The crackle occurs because during firing, the clay body of the vessel has a different rate of contraction than the glaze, causing a slight separation between the two materials. Expert potters seek to regulate the size and pattern of these cracks, and here Suzuki has rubbed iron into the veins to produce a rich contrasting color.
Born in 1936 in the Chiba prefecture, Suzuki began studying with Kawamura Seizan in 1955. There, in keeping with the tradition of apprenticeship, he worked in the studio without formal instruction for many years before he was allowed to create his own ceramics.
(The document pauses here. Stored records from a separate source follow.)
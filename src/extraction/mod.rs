//! From raw model text to a canonical recipe.

pub mod json_repair;
pub mod normalize;

pub use json_repair::{extract_json, extract_json_traced, JsonRepairError, RepairTier, Repaired};
pub use normalize::{NormalizeConfig, Normalizer, UnitTable};
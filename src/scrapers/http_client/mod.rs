//! Direct HTTP tier: a plain GET presenting a randomized browser identity.

mod identity;

pub use identity::{
    BrowserFamily, Identity, IdentityPools, Platform, UserAgentProfile, DEFAULT_ACCEPT_LANGUAGES,
    DEFAULT_REFERERS, DEFAULT_USER_AGENTS,
};

use std::time::Duration;

use async_trait::async_trait;
use reqwest::{redirect::Policy, Client};
use tracing::debug;

use super::block_detector::BlockDetector;
use super::controller::{FetchStrategy, StrategyKind, TierError, TierResponse};
use crate::utils::{looks_like_html, strip_html};

/// Default timeout for the direct tier.
pub const DEFAULT_DIRECT_TIMEOUT: Duration = Duration::from_secs(20);

/// Default ceiling on a raw (decompressed) response body.
pub const DEFAULT_MAX_BODY_BYTES: usize = 5 * 1024 * 1024;

/// Maximum redirects followed before giving up.
const MAX_REDIRECTS: usize = 10;

/// HTTP client used by the direct tier.
///
/// Keeps no cookie store: the client is shared by every fetch.
#[derive(Clone)]
pub struct HttpClient {
    client: Client,
    timeout: Duration,
    max_body_bytes: usize,
}

impl HttpClient {
    /// Create a client with the given request timeout.
    pub fn new(timeout: Duration) -> Result<Self, reqwest::Error> {
        let client = Client::builder()
            .timeout(timeout)
            .connect_timeout(timeout.min(Duration::from_secs(10)))
            .redirect(Policy::limited(MAX_REDIRECTS))
            .gzip(true)
            .brotli(true)
            .deflate(true)
            .build()?;

        Ok(Self {
            client,
            timeout,
            max_body_bytes: DEFAULT_MAX_BODY_BYTES,
        })
    }

    pub fn with_max_body_bytes(mut self, max: usize) -> Self {
        self.max_body_bytes = max;
        self
    }

    pub fn timeout(&self) -> Duration {
        self.timeout
    }

    /// GET `url` with `identity`'s headers and return readable text.
    ///
    /// Non-2xx statuses come back as [`TierError::Status`] so the
    /// controller can decide whether to escalate.
    pub async fn get_text(&self, url: &str, identity: &Identity) -> Result<TierResponse, TierError> {
        let request = apply_identity(self.client.get(url), identity);
        let response = request.send().await.map_err(tier_error)?;

        let status = response.status();
        debug!("GET {} -> {}", url, status);
        if !status.is_success() {
            return Err(TierError::Status(status.as_u16()));
        }

        let is_html = response
            .headers()
            .get(reqwest::header::CONTENT_TYPE)
            .and_then(|v| v.to_str().ok())
            .map(|ct| ct.contains("html"))
            .unwrap_or(false);
        let body = read_body(response, self.max_body_bytes)
            .await
            .map_err(tier_error)?;

        let text = if is_html || looks_like_html(&body) {
            strip_html(&body)
        } else {
            body
        };

        Ok(TierResponse {
            text,
            status: Some(status.as_u16()),
        })
    }
}

/// Copy identity headers onto a request.
///
/// `accept-encoding` is left to reqwest so it keeps decompressing bodies.
pub(crate) fn apply_identity(
    mut request: reqwest::RequestBuilder,
    identity: &Identity,
) -> reqwest::RequestBuilder {
    for (name, value) in identity.headers() {
        if name == "accept-encoding" {
            continue;
        }
        request = request.header(name, value);
    }
    request
}

/// Read at most `max_bytes` of the body, chunk by chunk.
///
/// A cut through a multi-byte character becomes U+FFFD.
pub(crate) async fn read_body(
    mut response: reqwest::Response,
    max_bytes: usize,
) -> Result<String, reqwest::Error> {
    let mut buf: Vec<u8> = Vec::new();
    while let Some(chunk) = response.chunk().await? {
        let room = max_bytes.saturating_sub(buf.len());
        if chunk.len() >= room {
            buf.extend_from_slice(&chunk[..room]);
            debug!("Response body cut at {} bytes", max_bytes);
            break;
        }
        buf.extend_from_slice(&chunk);
    }
    Ok(String::from_utf8_lossy(&buf).into_owned())
}

/// Map a transport error onto the tier error taxonomy.
pub(crate) fn tier_error(err: reqwest::Error) -> TierError {
    if err.is_timeout() {
        TierError::Timeout
    } else if let Some(status) = err.status() {
        TierError::Status(status.as_u16())
    } else {
        TierError::Network(err.to_string())
    }
}

#[async_trait]
impl FetchStrategy for HttpClient {
    fn kind(&self) -> StrategyKind {
        StrategyKind::Direct
    }

    fn deadline(&self) -> Duration {
        // Body download is covered by the client timeout; leave slack for DNS.
        self.timeout + Duration::from_secs(5)
    }

    async fn retrieve(
        &self,
        url: &str,
        identity: &Identity,
        _detector: &BlockDetector,
    ) -> Result<TierResponse, TierError> {
        self.get_text(url, identity).await
    }
}
//! LLM client for recipe extraction.
//!
//! Supports the Ollama API for local inference and OpenAI-compatible chat
//! completion APIs (OpenAI, Groq, Together.ai).

mod config;
mod prompts;

use std::time::Duration;

use async_trait::async_trait;
use reqwest::Client;
use serde::{Deserialize, Serialize};
use serde_json::json;
use tracing::debug;

pub use config::{LlmConfig, LlmProvider};
pub use prompts::{render_recipe_prompt, DEFAULT_RECIPE_PROMPT};

use super::{LlmError, TextGenerator};

/// LLM client for recipe processing.
pub struct LlmClient {
    config: LlmConfig,
    client: Client,
}

/// Ollama API request format.
#[derive(Debug, Serialize)]
struct OllamaRequest<'a> {
    model: &'a str,
    prompt: &'a str,
    stream: bool,
    #[serde(skip_serializing_if = "Option::is_none")]
    format: Option<&'static str>,
    options: OllamaOptions,
}

#[derive(Debug, Serialize)]
struct OllamaOptions {
    temperature: f32,
    num_predict: u32,
}

/// Ollama API response format.
#[derive(Debug, Deserialize)]
struct OllamaResponse {
    response: String,
}

#[derive(Debug, Deserialize)]
struct ChatResponse {
    choices: Vec<ChatChoice>,
}

#[derive(Debug, Deserialize)]
struct ChatChoice {
    message: ChatMessage,
}

#[derive(Debug, Deserialize)]
struct ChatMessage {
    content: Option<String>,
}

impl LlmClient {
    /// Create a new LLM client with the given configuration.
    pub fn new(config: LlmConfig) -> Result<Self, LlmError> {
        let client = Client::builder()
            .timeout(Duration::from_secs(config.timeout_secs))
            .build()
            .map_err(|e| LlmError::Connection(e.to_string()))?;

        Ok(Self { config, client })
    }

    /// Get the config.
    pub fn config(&self) -> &LlmConfig {
        &self.config
    }

    /// Call Ollama API with a prompt.
    async fn call_ollama(&self, prompt: &str) -> Result<String, LlmError> {
        let request = OllamaRequest {
            model: &self.config.model,
            prompt,
            stream: false,
            format: self.config.json_mode.then_some("json"),
            options: OllamaOptions {
                temperature: self.config.temperature,
                num_predict: self.config.max_tokens,
            },
        };

        let url = format!("{}/api/generate", self.config.endpoint);
        let resp = self
            .client
            .post(&url)
            .json(&request)
            .send()
            .await
            .map_err(|e| LlmError::Connection(e.to_string()))?;

        if !resp.status().is_success() {
            let status = resp.status();
            let body = resp.text().await.unwrap_or_default();
            return Err(LlmError::Api(format!("HTTP {}: {}", status, body)));
        }

        let ollama_resp: OllamaResponse = resp
            .json()
            .await
            .map_err(|e| LlmError::Parse(e.to_string()))?;

        Ok(ollama_resp.response)
    }

    /// Call an OpenAI-compatible chat completions API.
    async fn call_openai(&self, prompt: &str) -> Result<String, LlmError> {
        let mut body = json!({
            "model": self.config.model,
            "messages": [{"role": "user", "content": prompt}],
            "temperature": self.config.temperature,
            "max_tokens": self.config.max_tokens,
        });
        if self.config.json_mode {
            body["response_format"] = json!({"type": "json_object"});
        }

        let url = format!("{}/v1/chat/completions", self.config.endpoint);
        let mut request = self.client.post(&url).json(&body);
        if let Some(key) = &self.config.api_key {
            request = request.bearer_auth(key);
        }
        let resp = request
            .send()
            .await
            .map_err(|e| LlmError::Connection(e.to_string()))?;

        if !resp.status().is_success() {
            let status = resp.status();
            let body = resp.text().await.unwrap_or_default();
            return Err(LlmError::Api(format!("HTTP {}: {}", status, body)));
        }

        let chat: ChatResponse = resp
            .json()
            .await
            .map_err(|e| LlmError::Parse(e.to_string()))?;

        chat.choices
            .into_iter()
            .next()
            .and_then(|c| c.message.content)
            .ok_or_else(|| LlmError::Parse("No choices in completion response".to_string()))
    }
}

#[async_trait]
impl TextGenerator for LlmClient {
    async fn generate(&self, prompt: &str) -> Result<String, LlmError> {
        if !self.config.enabled {
            return Err(LlmError::Disabled);
        }
        debug!(
            "Calling {:?} model {} ({} prompt bytes)",
            self.config.provider,
            self.config.model,
            prompt.len()
        );
        let response = match self.config.provider {
            LlmProvider::Ollama => self.call_ollama(prompt).await?,
            LlmProvider::OpenAI => self.call_openai(prompt).await?,
        };
        if response.trim().is_empty() {
            return Err(LlmError::Parse("Empty model response".to_string()));
        }
        Ok(response)
    }
}
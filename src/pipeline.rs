//! End-to-end extraction: page or text in, canonical recipe out.
//!
//! ```text
//! from_url:          FetchController -> LLM -> json repair -> Normalizer
//! from_text:                            LLM -> json repair -> Normalizer
//! from_model_output:                           json repair -> Normalizer
//! ```

use std::sync::Arc;

use thiserror::Error;
use tracing::{debug, info};

use crate::config::Config;
use crate::extraction::{extract_json_traced, JsonRepairError, Normalizer};
use crate::llm::{
    render_recipe_prompt, LlmClient, LlmError, TextGenerator,
    DEFAULT_RECIPE_PROMPT,
};
use crate::models::Recipe;
use crate::scrapers::{FetchController, FetchError};
use crate::utils::truncate_to_bytes;

#[derive(Debug, Error)]
pub enum ExtractError {
    #[error(transparent)]
    Fetch(#[from] FetchError),
    #[error(transparent)]
    Llm(#[from] LlmError),
    #[error(transparent)]
    Repair(#[from] JsonRepairError),
    /// The extractor was built without a fetch controller.
    #[error("no fetcher configured; cannot retrieve {0}")]
    NoFetcher(String),
}

/// Runs the extraction pipeline.
pub struct RecipeExtractor {
    fetcher: Option<Arc<FetchController>>,
    generator: Arc<dyn TextGenerator>,
    normalizer: Normalizer,
    prompt_template: String,
    max_content_bytes: usize,
}

impl RecipeExtractor {
    pub fn new(generator: Arc<dyn TextGenerator>, normalizer: Normalizer) -> Self {
        Self {
            fetcher: None,
            generator,
            normalizer,
            prompt_template: DEFAULT_RECIPE_PROMPT.to_string(),
            max_content_bytes: usize::MAX,
        }
    }

    pub fn with_fetcher(mut self, fetcher: Arc<FetchController>) -> Self {
        self.fetcher = Some(fetcher);
        self
    }

    pub fn with_prompt_template(mut self, template: impl Into<String>) -> Self {
        self.prompt_template = template.into();
        self
    }

    pub fn with_max_content_bytes(mut self, max: usize) -> Self {
        self.max_content_bytes = max;
        self
    }

    /// Extractor wired from configuration: every fetch tier, the configured
    /// model, and the configured normalizer.
    pub fn from_config(config: &Config) -> anyhow::Result<Self> {
        let fetcher = FetchController::from_config(config)?;
        let client = LlmClient::new(config.llm.clone())?;
        Ok(Self::new(Arc::new(client), Normalizer::new(config.normalize.clone()))
            .with_fetcher(Arc::new(fetcher))
            .with_prompt_template(config.llm.get_recipe_prompt())
            .with_max_content_bytes(config.llm.max_content_bytes))
    }

    pub fn normalizer(&self) -> &Normalizer {
        &self.normalizer
    }

    /// Fetch a page and extract the recipe on it.
    pub async fn from_url(&self, url: &str) -> Result<Recipe, ExtractError> {
        let fetcher = self
            .fetcher
            .as_ref()
            .ok_or_else(|| ExtractError::NoFetcher(url.to_string()))?;
        let page = fetcher.fetch(url).await?;
        info!("Fetched {} ({} bytes)", url, page.len());
        self.extract(&page, Some(url)).await
    }

    /// Extract a recipe from already-acquired text (OCR output, pasted lists).
    pub async fn from_text(&self, text: &str) -> Result<Recipe, ExtractError> {
        self.extract(text, None).await
    }

    /// Repair and normalize raw model output.
    pub fn from_model_output(&self, raw: &str, source: Option<&str>) -> Result<Recipe, ExtractError> {
        Ok(recipe_from_model_output(&self.normalizer, raw, source)?)
    }

    async fn extract(&self, text: &str, source: Option<&str>) -> Result<Recipe, ExtractError> {
        let content = truncate_to_bytes(text, self.max_content_bytes);
        let prompt = render_recipe_prompt(&self.prompt_template, content, source);
        let raw = self.generator.generate(&prompt).await?;
        self.from_model_output(&raw, source)
    }
}

/// Repair and normalize raw model output without a model or fetcher.
///
/// `source` is recorded on the recipe unless the model supplied one.
pub fn recipe_from_model_output(
    normalizer: &Normalizer,
    raw: &str,
    source: Option<&str>,
) -> Result<Recipe, JsonRepairError> {
    let repaired = extract_json_traced(raw)?;
    debug!("Model output parsed at tier {}", repaired.tier);
    let mut recipe = normalizer.normalize(&repaired.value);
    if recipe.source.is_none() {
        recipe.source = source
            .map(str::trim)
            .filter(|s| !s.is_empty())
            .map(str::to_string);
    }
    Ok(recipe)
}

#[cfg(test)]
mod tests {
    use super::*;
    use async_trait::async_trait;
    use std::sync::Mutex;

    struct Canned {
        reply: Result<String, LlmError>,
        prompts: Mutex<Vec<String>>,
    }

    impl Canned {
        fn new(reply: Result<&str, LlmError>) -> Arc<Self> {
            Arc::new(Self {
                reply: reply.map(str::to_string),
                prompts: Mutex::new(Vec::new()),
            })
        }
    }

    #[async_trait]
    impl TextGenerator for Canned {
        async fn generate(&self, prompt: &str) -> Result<String, LlmError> {
            self.prompts.lock().unwrap().push(prompt.to_string());
            self.reply.clone()
        }
    }

    #[tokio::test]
    async fn test_from_text_repairs_and_normalizes() {
        let llm = Canned::new(Ok("Here you go:\n```json\n{\"title\": \"Latkes\", \"ingredients\": [\"4 potatoes\",],}\n```"));
        let extractor = RecipeExtractor::new(llm.clone(), Normalizer::default())
            .with_max_content_bytes(5);
        let recipe = extractor.from_text("potatoes and onions").await.unwrap();
        assert_eq!(recipe.title.as_deref(), Some("Latkes"));
        assert_eq!(recipe.ingredients[0].raw, "4 potatoes");
        assert_eq!(recipe.source, None);

        let prompts = llm.prompts.lock().unwrap();
        assert!(prompts[0].contains("Text:\npotat\n"));
    }

    #[tokio::test]
    async fn test_content_cut_at_byte_budget_on_char_boundary() {
        let llm = Canned::new(Ok(r#"{"title": "Shakshuka"}"#));
        // Each Hebrew letter is two bytes; five bytes keep two letters.
        let extractor = RecipeExtractor::new(llm.clone(), Normalizer::default())
            .with_max_content_bytes(5);
        extractor.from_text("שקשוקה").await.unwrap();

        let prompts = llm.prompts.lock().unwrap();
        assert!(prompts[0].contains("Text:\nשק\n"));
        assert!(!prompts[0].contains("שקש"));
    }

    #[tokio::test]
    async fn test_llm_error_propagates() {
        let extractor = RecipeExtractor::new(Canned::new(Err(LlmError::Disabled)), Normalizer::default());
        let err = extractor.from_text("x").await.unwrap_err();
        assert!(matches!(err, ExtractError::Llm(LlmError::Disabled)));
    }

    #[tokio::test]
    async fn test_unrepairable_output() {
        let extractor = RecipeExtractor::new(Canned::new(Ok("I could not find a recipe.")), Normalizer::default());
        let err = extractor.from_text("x").await.unwrap_err();
        assert!(matches!(err, ExtractError::Repair(_)));
    }

    #[tokio::test]
    async fn test_from_url_without_fetcher() {
        let extractor = RecipeExtractor::new(Canned::new(Ok("{}")), Normalizer::default());
        let err = extractor.from_url("https://example.com").await.unwrap_err();
        assert!(matches!(err, ExtractError::NoFetcher(_)));
    }

    #[test]
    fn test_source_injection() {
        let extractor = RecipeExtractor::new(Canned::new(Ok("{}")), Normalizer::default());
        let recipe = extractor
            .from_model_output(r#"{"title": "Soup"}"#, Some("https://example.com/soup"))
            .unwrap();
        assert_eq!(recipe.source.as_deref(), Some("https://example.com/soup"));

        let recipe = extractor
            .from_model_output(r#"{"title": "Soup", "sourceUrl": "https://a.example"}"#, Some("https://b.example"))
            .unwrap();
        assert_eq!(recipe.source.as_deref(), Some("https://a.example"));

        let recipe = extractor
            .from_model_output(r#"{"recipe": {"title": "Soup"}}"#, Some("https://example.com/soup"))
            .unwrap();
        assert_eq!(recipe.title.as_deref(), Some("Soup"));
        assert_eq!(recipe.source.as_deref(), Some("https://example.com/soup"));
    }
}
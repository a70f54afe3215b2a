//! Configuration commands.

use anyhow::Context;

use super::ConfigFormat;
use crate::cli::icons::dim_arrow;
use crate::config::Config;

/// Print the effective configuration with secrets masked.
pub fn cmd_config_show(config: &Config, format: ConfigFormat) -> anyhow::Result<()> {
    let source = config
        .source_path
        .as_ref()
        .map(|p| p.display().to_string())
        .unwrap_or_else(|| "defaults".to_string());
    eprintln!("{} Source: {}", dim_arrow(), source);

    let shown = config.redacted();
    let rendered = match format {
        ConfigFormat::Toml => toml::to_string_pretty(&shown).context("Failed to render TOML")?,
        ConfigFormat::Json => {
            serde_json::to_string_pretty(&shown).context("Failed to render JSON")?
        }
    };
    println!("{}", rendered);
    Ok(())
}
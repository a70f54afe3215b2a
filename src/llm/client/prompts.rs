//! Prompt templates.

/// Default prompt for turning page or OCR text into recipe JSON.
///
/// Placeholders: `{source}` and `{content}`.
pub const DEFAULT_RECIPE_PROMPT: &str = r#"You are extracting a cooking recipe from text that was scraped from a web page or read from a photo. The text may contain navigation, ads, comments, and other noise. Find the recipe and ignore everything else.

Source: {source}

Text:
{content}

Respond with ONLY a JSON object, no markdown and no commentary, using these keys:
- "title": string
- "description": string or null
- "language": ISO 639-1 code of the recipe text (e.g. "he", "en")
- "servings": {"amount": number, "unit": string, "raw": string} or null
- "prepTimeMinutes", "cookTimeMinutes", "totalTimeMinutes": integers or null
- "ingredientGroups": [{"name": string or null, "ingredients": [{"name": string, "amount": string, "preparation": string or null, "raw": string}]}]
- "instructionGroups": [{"name": string, "instructions": [string]}]
- "notes": [string]
- "imageUrl": string or null
- "nutrition": {"calories": number, "protein_g": number, "fat_g": number, "carbs_g": number, "per": string} or null

RULES:
1. "raw" must be the ingredient line exactly as written in the text. Do not translate or reword it.
2. Keep the original language of the recipe. Do not translate anything.
3. Put quantities and units in "amount" (e.g. "2 cups", "2 כפות"), never in "name".
4. Keep ingredient and instruction order as in the text.
5. If the text contains no recipe, return {"title": null, "ingredientGroups": [], "instructionGroups": []}."#;

/// Fill the recipe template.
pub fn render_recipe_prompt(template: &str, content: &str, source: Option<&str>) -> String {
    template
        .replace("{source}", source.unwrap_or("unknown"))
        .replace("{content}", content)
}
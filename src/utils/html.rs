//! HTML to text conversion and content capping.

use scraper::{ElementRef, Html, Node};

/// Elements whose text never reaches downstream consumers.
const SKIP_TAGS: &[&str] = &["script", "style", "noscript", "template", "svg", "iframe"];

/// Elements that start a new line in the extracted text.
const BLOCK_TAGS: &[&str] = &[
    "p", "div", "li", "ul", "ol", "br", "tr", "td", "th", "h1", "h2", "h3", "h4", "h5", "h6",
    "section", "article", "main", "header", "footer", "blockquote", "pre", "dt", "dd", "figcaption",
];

/// Heuristic check for HTML payloads.
pub fn looks_like_html(text: &str) -> bool {
    let head: String = text.trim_start().chars().take(512).collect::<String>().to_lowercase();
    head.starts_with("<!doctype")
        || head.starts_with("<html")
        || head.contains("<head")
        || head.contains("<body")
}

/// Strip script/style blocks and tags from an HTML document.
pub fn strip_html(html: &str) -> String {
    let document = Html::parse_document(html);
    element_text(document.root_element())
}

/// Visible text of an element, one block per line.
pub fn element_text(element: ElementRef<'_>) -> String {
    let mut out = String::new();

    for node in element.descendants() {
        let Node::Text(text) = node.value() else {
            continue;
        };
        let skipped = node.ancestors().any(|a| {
            matches!(a.value(), Node::Element(e) if SKIP_TAGS.contains(&e.name()))
        });
        if skipped {
            continue;
        }

        let piece = text.trim();
        if piece.is_empty() {
            continue;
        }

        let in_block = node
            .parent()
            .and_then(|p| p.value().as_element().map(|e| BLOCK_TAGS.contains(&e.name())))
            .unwrap_or(false);
        if !out.is_empty() {
            out.push(if in_block { '\n' } else { ' ' });
        }
        out.push_str(piece);
    }

    collapse_whitespace(&out)
}

/// Collapse runs of whitespace within lines and drop blank lines.
pub fn collapse_whitespace(text: &str) -> String {
    text.lines()
        .map(|line| line.split_whitespace().collect::<Vec<_>>().join(" "))
        .filter(|line| !line.is_empty())
        .collect::<Vec<_>>()
        .join("\n")
}

/// Truncate to at most `max_bytes` (UTF-8 safe).
pub fn truncate_to_bytes(text: &str, max_bytes: usize) -> &str {
    if text.len() <= max_bytes {
        return text;
    }
    let mut end = max_bytes;
    while end > 0 && !text.is_char_boundary(end) {
        end -= 1;
    }
    &text[..end]
}

#[cfg(test)]
mod tests {
    use super::*;

    #[test]
    fn test_strip_html_drops_scripts_and_styles() {
        let html = r#"<html><head><style>body { color: red }</style>
            <script>var bot = "detect";</script></head>
            <body><h1>Shakshuka</h1><p>Eggs poached in <b>tomato</b> sauce.</p></body></html>"#;
        let text = strip_html(html);
        assert!(!text.contains("color"));
        assert!(!text.contains("detect"));
        assert!(text.contains("Shakshuka"));
        assert!(text.contains("Eggs poached in tomato sauce."));
    }

    #[test]
    fn test_strip_html_keeps_list_items_on_lines() {
        let html = "<ul><li>2 cups flour</li><li>1 egg</li></ul>";
        assert_eq!(strip_html(html), "2 cups flour\n1 egg");
    }

    #[test]
    fn test_looks_like_html() {
        assert!(looks_like_html("<!DOCTYPE html><html></html>"));
        assert!(looks_like_html("  <html lang=\"he\">"));
        assert!(!looks_like_html("plain recipe text"));
    }

    #[test]
    fn test_truncate_to_bytes_respects_char_boundary() {
        let text = "סוכר";
        // Each Hebrew letter is two bytes; 3 bytes must round down to 2.
        assert_eq!(truncate_to_bytes(text, 3), "ס");
        assert_eq!(truncate_to_bytes("abc", 10), "abc");
    }

    #[test]
    fn test_collapse_whitespace() {
        assert_eq!(collapse_whitespace("a   b\n\n\n  c\t d "), "a b\nc d");
    }
}
//! Console output icons.

use console::{style, StyledObject};

/// Success checkmark icon (green ✓).
pub fn success() -> StyledObject<&'static str> {
    style("✓").green()
}

/// Warning icon (yellow !).
pub fn warn() -> StyledObject<&'static str> {
    style("!").yellow()
}

/// Error icon (red ✗).
pub fn error() -> StyledObject<&'static str> {
    style("✗").red()
}

/// Dim arrow for secondary info.
pub fn dim_arrow() -> StyledObject<&'static str> {
    style("→").dim()
}

#[cfg(test)]
mod tests {
    use super::*;

    #[test]
    fn test_icons_dont_panic() {
        let _ = success().to_string();
        let _ = warn().to_string();
        let _ = error().to_string();
        let _ = dim_arrow().to_string();
    }
}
In 1975 he began making celadon works after encountering a piece by Living National Treasure Miura Koheiji.
Over the course of his long career, Suzuki has won numerous awards, exhibited at countless juried exhibitions, and has been collected by institutions such as the Indianapolis Museum of Art, the British Museum, and the Ministry of Foreign Affairs of Japan.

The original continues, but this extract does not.